DCGMI Workload Profiles
The following profiles run DCGMI for qualifying GPUs.
QUAL-GPU-DCGMI.json
DCGM is part of the Nvidia GPU Deployment Kit and is designed to work with Nvidia's Tesla GPU accelerators, which are commonly used in data centers for high-performance computing and other GPU-accelerated workloads. This profile is designed to identify general/broad regressions when compared against a baseline by validating few tests as part of Active health checks.
-
Supported Platform/Architectures
- linux-x64
-
Supports Disconnected Scenarios
- No. Internet connection required.
-
Dependencies
The dependencies defined in the 'Dependencies' section of the profile itself are required in order to run the workload operations effectively.- Internet connection.
- This monitor has dependency on Nvidia Driver Installation and nvidia-dcgm installation [DCGMI installation - Version 3.1].
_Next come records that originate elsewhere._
//! Channel sender contract and registry.

use std::collections::HashMap;
use std::sync::Arc;
use std::time::Duration;

use async_trait::async_trait;
use thiserror::Error;

use newswire_common::config::ProviderConfig;
use newswire_common::text::truncate_chars;
use newswire_common::types::Channel;

use crate::discord::DiscordWebhookSender;
use crate::email::ResendEmailSender;
use crate::telegram::TelegramSender;

/// Per-request timeout for user-facing providers.
pub const SEND_TIMEOUT: Duration = Duration::from_secs(20);

/// Longest provider response body kept in a diagnostic.
const ERROR_BODY_CHARS: usize = 200;

/// Why a send did not go through. Rendered as `<class>: <detail>` so the
/// stored error string can be classified again later.
#[derive(Debug, Error)]
pub enum SendError {
    #[error("{provider}_status_{status}: {body}")]
    Status {
        provider: &'static str,
        status: u16,
        body: String,
    },

    #[error("timeout: {0}")]
    Timeout(String),

    #[error("transport: {0}")]
    Transport(String),

    #[error("not_configured: {0}")]
    NotConfigured(&'static str),

    #[error("unsupported_channel: {0}")]
    UnsupportedChannel(String),
}

impl SendError {
    pub fn status(provider: &'static str, status: u16, body: &str) -> Self {
        SendError::Status {
            provider,
            status,
            body: truncate_chars(body.trim(), ERROR_BODY_CHARS).to_string(),
        }
    }

    pub fn from_reqwest(provider: &'static str, err: reqwest::Error) -> Self {
        let detail = format!("{}: {}", provider, err);
        if err.is_timeout() {
            SendError::Timeout(detail)
        } else {
            SendError::Transport(detail)
        }
    }
}

/// Anything that can deliver a message to a channel-specific target.
#[async_trait]
pub trait ChannelSender: Send + Sync {
    fn channel(&self) -> Channel;

    /// Deliver `body` to `target`. Channels without subjects ignore `subject`.
    async fn send(&self, target: &str, subject: Option<&str>, body: &str) -> Result<(), SendError>;
}

/// Check a provider response, turning non-2xx into a [`SendError`].
pub(crate) async fn check_response(
    provider: &'static str,
    response: reqwest::Response,
) -> Result<(), SendError> {
    let status = response.status();
    if status.is_success() {
        return Ok(());
    }
    let body = response.text().await.unwrap_or_default();
    Err(SendError::status(provider, status.as_u16(), &body))
}

/// Senders keyed by channel.
#[derive(Clone, Default)]
pub struct SenderRegistry {
    senders: HashMap<Channel, Arc<dyn ChannelSender>>,
}

impl SenderRegistry {
    pub fn new() -> Self {
        Self::default()
    }

    /// Build the production senders from provider credentials.
    pub fn from_config(config: &ProviderConfig) -> anyhow::Result<Self> {
        let client = reqwest::Client::builder().timeout(SEND_TIMEOUT).build()?;

        Ok(Self::new()
            .with(Arc::new(ResendEmailSender::new(
                client.clone(),
                config.resend_api_key.clone(),
                config.email_from.clone(),
            )))
            .with(Arc::new(TelegramSender::new(
                client.clone(),
                config.telegram_bot_token.clone(),
            )))
            .with(Arc::new(DiscordWebhookSender::new(client))))
    }

    /// Register (or replace) the sender for its channel.
    pub fn with(mut self, sender: Arc<dyn ChannelSender>) -> Self {
        self.senders.insert(sender.channel(), sender);
        self
    }

    pub fn get(&self, channel: Channel) -> Option<Arc<dyn ChannelSender>> {
        self.senders.get(&channel).cloned()
    }

    /// Send through the registered sender, failing cleanly when none exists.
    pub async fn send(
        &self,
        channel: Channel,
        target: &str,
        subject: Option<&str>,
        body: &str,
    ) -> Result<(), SendError> {
        match self.get(channel) {
            Some(sender) => sender.send(target, subject, body).await,
            None => Err(SendError::UnsupportedChannel(channel.to_string())),
        }
    }
}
Additional information on components that exist within the 'Dependencies' section of the profile can be found in the following locations:
-
Profile Parameters
The following parameters can be optionally supplied on the command line to change this default behavior.
Parameter Purpose Default value Username Mandatory. User which needs to be created in container to run MLPerf benchmarks. null Level Optional. Which level of tests to run 4 -
Profile Runtimes
The runtime is dependent on the value of "Level" parameter.Level value Runtime 4 1-2 hour 3 30 min 2 2 min 1 few seconds -
Usage Examples
The following section provides a few basic examples of how to use the monitor profile.
# Execute the monitor profile
VirtualClient.exe --profile=QUAL-GPU-DCGMI.json --system=Demo --timeout=1440 --packageStore="{BlobConnectionString|SAS Uri}"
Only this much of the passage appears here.